Infelizmente, Costa pode ter razão

No domingo à noite, António Costa avisou que desastres como o desse mesmo domingo, dia em que se verificaram no país 524 ignições, das quais resultaram incêndios devastadores que provocaram a perda de 41 vidas humanas, serão cada vez mais frequentes. Fez depois, na segunda-feira, um discurso que o deputado do PSD José Eduardo Martins,…
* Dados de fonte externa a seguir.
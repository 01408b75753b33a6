//! File-backed [`KvStore`] that survives restarts.

// std
use std::{
	fs, io,
	io::Write,
	path::{Path, PathBuf},
};
// self
use crate::{
	_prelude::*,
	store::{KvStore, StoreError, StoreFuture, StoredValue},
};

type Snapshot = BTreeMap<String, StoredValue>;

/// Keeps every live entry in memory and rewrites one JSON snapshot per mutation.
///
/// The snapshot is written next to the target as `<name>.tmp`, synced, then renamed over the
/// target, so a crash leaves either the old or the new snapshot and never a torn one. Expired
/// entries are dropped on open and on every write.
#[derive(Clone, Debug)]
pub struct FileStore {
	path: PathBuf,
	entries: Arc<RwLock<Snapshot>>,
}
impl FileStore {
	/// Opens the snapshot at `path`, creating parent directories if needed.
	pub fn open(path: impl Into<PathBuf>) -> Result<Self, StoreError> {
		let path = path.into();

		if let Some(dir) = path.parent().filter(|dir| !dir.as_os_str().is_empty()) {
			fs::create_dir_all(dir).map_err(|e| backend("create", dir, e))?;
		}

		let mut entries = match fs::read(&path) {
			Ok(bytes) if bytes.is_empty() => Snapshot::new(),
			Ok(bytes) => serde_json::from_slice(&bytes).map_err(|e| StoreError::Serialization {
				message: format!("Failed to parse {}: {e}", path.display()),
			})?,
			Err(e) if e.kind() == io::ErrorKind::NotFound => Snapshot::new(),
			Err(e) => return Err(backend("read", &path, e)),
		};
		let now = OffsetDateTime::now_utc();

		entries.retain(|_, stored| !stored.is_expired_at(now));

		Ok(Self { path, entries: Arc::new(RwLock::new(entries)) })
	}

	/// Snapshot location.
	pub fn path(&self) -> &Path {
		&self.path
	}

	// Called with the write lock held so snapshots land in mutation order.
	fn write_snapshot(&self, entries: &Snapshot) -> Result<(), StoreError> {
		let bytes = serde_json::to_vec(entries).map_err(|e| StoreError::Serialization {
			message: format!("Failed to encode store snapshot: {e}"),
		})?;
		let staging = self.path.with_extension("tmp");
		let mut file = fs::File::create(&staging).map_err(|e| backend("create", &staging, e))?;

		file.write_all(&bytes).map_err(|e| backend("write", &staging, e))?;
		file.sync_all().map_err(|e| backend("sync", &staging, e))?;
		drop(file);

		fs::rename(&staging, &self.path).map_err(|e| backend("replace", &self.path, e))
	}
}
impl KvStore for FileStore {
	fn get<'a>(&'a self, key: &'a str) -> StoreFuture<'a, Option<String>> {
		let now = OffsetDateTime::now_utc();
		let value = self
			.entries
			.read()
			.get(key)
			.filter(|stored| !stored.is_expired_at(now))
			.map(|stored| stored.value.clone());

		Box::pin(async move { Ok(value) })
	}

	fn set<'a>(
		&'a self,
		key: &'a str,
		value: String,
		ttl: Option<Duration>,
	) -> StoreFuture<'a, ()> {
		Box::pin(async move {
			let now = OffsetDateTime::now_utc();
			let mut entries = self.entries.write();

			entries.retain(|_, stored| !stored.is_expired_at(now));
			entries.insert(key.to_owned(), StoredValue::new(value, ttl, now));

			self.write_snapshot(&entries)
		})
	}

	fn delete<'a>(&'a self, key: &'a str) -> StoreFuture<'a, ()> {
		Box::pin(async move {
			let mut entries = self.entries.write();

			match entries.remove(key) {
				Some(_) => self.write_snapshot(&entries),
				None => Ok(()),
			}
		})
	}
}

fn backend(action: &str, path: &Path, e: io::Error) -> StoreError {
	StoreError::Backend { message: format!("Failed to {action} {}: {e}", path.display()) }
}
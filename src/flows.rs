//! Token lifecycle: PKCE authorization, persistence, serialized refresh, and logout.
//!
//! [`TokenManager`] is the only component that reads or writes the stored [`TokenRecord`]. The
//! durable store holds the record; the in-memory [`AuthState`] only tracks where the manager is
//! in the handshake. Every failure that leaves the credential unusable clears it.

pub mod authorize;
pub mod refresh;

mod metrics;

pub use authorize::AuthorizationRequest;
pub use metrics::TokenMetrics;

// std
use std::sync::atomic::{AtomicU64, Ordering};
// self
use crate::{
	_prelude::*,
	auth::TokenRecord,
	config::TokenConfig,
	http::TokenHttpClient,
	oauth::{OAuthFacade, TransportErrorMapper},
	provider::ProviderDescriptor,
	store::{self, KvStore, PENDING_AUTHORIZATION_KEY, TOKEN_RECORD_KEY},
};
#[cfg(feature = "reqwest")]
use crate::{http::ReqwestHttpClient, oauth::ReqwestTransportErrorMapper};

/// Token manager specialized for the default reqwest transport.
#[cfg(feature = "reqwest")]
pub type ReqwestTokenManager = TokenManager<ReqwestHttpClient, ReqwestTransportErrorMapper>;

/// Where the manager is in the authorization lifecycle.
#[derive(Clone, Copy, Debug, Default, PartialEq, Eq, Hash)]
pub enum AuthState {
	/// No usable credential.
	#[default]
	Unauthenticated,
	/// Authorization URL issued; waiting for the callback.
	Authorizing,
	/// Exchanging the authorization code.
	Exchanging,
	/// A credential is stored.
	Authenticated,
	/// A refresh grant is in progress.
	RefreshPending,
}

/// Owns the bearer credential for one authorization server.
pub struct TokenManager<C, M>
where
	C: ?Sized + TokenHttpClient,
	M: ?Sized + TransportErrorMapper<C::TransportError>,
{
	descriptor: ProviderDescriptor,
	config: TokenConfig,
	durable: Arc<dyn KvStore>,
	scratch: Arc<dyn KvStore>,
	http_client: Arc<C>,
	transport_mapper: Arc<M>,
	state: Mutex<AuthState>,
	// Bumped by `clear`; in-flight grants started under an older epoch must not persist.
	epoch: AtomicU64,
	exchange_guard: AsyncMutex<()>,
	refresh_guard: AsyncMutex<()>,
	metrics: Arc<TokenMetrics>,
}
impl<C, M> TokenManager<C, M>
where
	C: ?Sized + TokenHttpClient,
	M: ?Sized + TransportErrorMapper<C::TransportError>,
{
	/// Creates a manager over caller-provided stores and transport.
	///
	/// `durable` keeps the [`TokenRecord`] across restarts; `scratch` holds the short-lived
	/// pending authorization.
	pub fn with_http_client(
		descriptor: ProviderDescriptor,
		config: TokenConfig,
		durable: Arc<dyn KvStore>,
		scratch: Arc<dyn KvStore>,
		http_client: impl Into<Arc<C>>,
		transport_mapper: impl Into<Arc<M>>,
	) -> Self {
		Self {
			descriptor,
			config,
			durable,
			scratch,
			http_client: http_client.into(),
			transport_mapper: transport_mapper.into(),
			state: Mutex::new(AuthState::Unauthenticated),
			epoch: AtomicU64::new(0),
			exchange_guard: AsyncMutex::new(()),
			refresh_guard: AsyncMutex::new(()),
			metrics: Default::default(),
		}
	}

	/// Current lifecycle state.
	pub fn state(&self) -> AuthState {
		*self.state.lock()
	}

	/// Token-endpoint counters.
	pub fn metrics(&self) -> &TokenMetrics {
		&self.metrics
	}

	/// Authorization server this manager talks to.
	pub fn descriptor(&self) -> &ProviderDescriptor {
		&self.descriptor
	}

	/// Client configuration.
	pub fn config(&self) -> &TokenConfig {
		&self.config
	}

	/// Deletes the stored credential and any pending authorization. Safe to call repeatedly.
	pub async fn clear(&self) -> Result<()> {
		self.epoch.fetch_add(1, Ordering::SeqCst);
		self.set_state(AuthState::Unauthenticated);
		self.durable.delete(TOKEN_RECORD_KEY).await?;
		self.scratch.delete(PENDING_AUTHORIZATION_KEY).await?;

		Ok(())
	}

	fn set_state(&self, next: AuthState) {
		*self.state.lock() = next;
	}

	fn current_epoch(&self) -> u64 {
		self.epoch.load(Ordering::SeqCst)
	}

	fn facade(&self) -> Result<OAuthFacade<C, M>> {
		OAuthFacade::from_descriptor(
			&self.descriptor,
			&self.config.client_id,
			self.config.client_secret.as_ref().map(|secret| secret.expose()),
			Arc::clone(&self.http_client),
			Arc::clone(&self.transport_mapper),
		)
	}

	async fn load_record(&self) -> Result<Option<TokenRecord>> {
		Ok(store::load_json(self.durable.as_ref(), TOKEN_RECORD_KEY).await?)
	}

	/// Persists `record` unless `clear` ran since `epoch` was read.
	async fn persist_record(&self, record: &TokenRecord, epoch: u64) -> Result<bool> {
		if self.current_epoch() != epoch {
			return Ok(false);
		}

		store::save_json(self.durable.as_ref(), TOKEN_RECORD_KEY, record, None).await?;

		Ok(true)
	}
}
#[cfg(feature = "reqwest")]
impl TokenManager<ReqwestHttpClient, ReqwestTransportErrorMapper> {
	/// Creates a manager with its own reqwest transport.
	pub fn new(
		descriptor: ProviderDescriptor,
		config: TokenConfig,
		durable: Arc<dyn KvStore>,
		scratch: Arc<dyn KvStore>,
	) -> Self {
		Self::with_http_client(
			descriptor,
			config,
			durable,
			scratch,
			ReqwestHttpClient::default(),
			Arc::new(ReqwestTransportErrorMapper),
		)
	}
}
impl<C, M> Debug for TokenManager<C, M>
where
	C: ?Sized + TokenHttpClient,
	M: ?Sized + TransportErrorMapper<C::TransportError>,
{
	fn fmt(&self, f: &mut Formatter) -> FmtResult {
		f.debug_struct("TokenManager")
			.field("provider", &self.descriptor.id)
			.field("client_id", &self.config.client_id)
			.field("client_secret_set", &self.config.client_secret.is_some())
			.field("state", &self.state())
			.finish()
	}
}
No domingo à noite, António Costa avisou que desastres como o desse mesmo domingo, dia em que se verificaram no país 524 ignições, das quais resultaram incêndios devastadores que provocaram a perda de 41 vidas humanas, serão cada vez mais frequentes. Fez depois, na segunda-feira, um discurso que o deputado do PSD José Eduardo Martins, falando na terça-feira à noite na televisão, classificou como “desalmado”, e que contrasta com a afetividade demonstrada, em visita às populações atingidas pelo infortúnio, por Marcelo Rebelo de Sousa. Infelizmente, e questões de forma à parte, penso que o primeiro ministro pode ter razão no que diz respeito à questão de fundo: dias infernais como o de domingo tendem a tornar-se cada vez mais frequentes.

A questão principal é o aquecimento global, indiscutível entre a comunidade científica, e negado apenas por alguns idiotas como o presidente Trump. Tenho idade suficiente para me lembrar do tempo em que no início de outubro já fazia fresco, e em alguns dias chovia copiosamente, uma altura em que não se ia para a praia. O contraste com esta primeira metade de outubro não podia ser mais evidente.

A segunda razão, que não vi qualquer especialista em incêndios mencionar (talvez por distração minha) é a dispersão do povoamento em Portugal. Esta é por demais evidente quando se viaja de avião: enquanto que em Espanha as casas estão agrupadas em aldeias ou em vilas, sobrevando Portugal nota-se que as casas estão dispersas ao Deus-dará. Aqui, qualquer pedaço de tereno serve para construir uma moradia ou um prédio, por vezes a curta distância de uma zona industrial. Esta dispersão do povoamento, culpa das câmaras municipais que, de norte a sul, emitem licenças de construção com pouco critério, torna impossível que os bombeiros, no caso de grandes incêndios, respondam eficazmente a todos os pedidos de ajuda.

Não significa isto que eu esteja conformado com as 65 mortes de Pedrogão Grande, nem com as 41 resultantes dos incêndios de domingo. Estou ainda em choque, perguntando-me “como foi possível”, e escrevendo este artigo para tentar encontrar respostas. Não prestar atenção a estes dois fatores que mencionei – para não ignorar outros, mais pontuais, como a patente falta de meios no combate às chamas, resultando na falta de bom senso na definição de estratégias de combate aos incêndios, aliada aos momentos de pura desorientação por parte dos operacionais nos diversos terrenos – seria quase criminoso.

Não quero voltar a escrever sobre tantas mortes. Infelizmente, como fica demonstrado pelos acontecimentos da semana passada nos poderosos Estados Unidos, concretamente na afluente e vanguardista Califórnia, tragédias em incêndios não são um exclusivo português. O que não significa que devamos ignorar o que correu mal nestes dias horríveis, e tentemos melhorar. Deixo aqui o meu humilde contributo. E acabo expressando a minha solidariedade às vítimas, às que sobreviveram, mas também o meu pesar por todos os que morreram. Seguramente, as vossas mortes não serão em vão.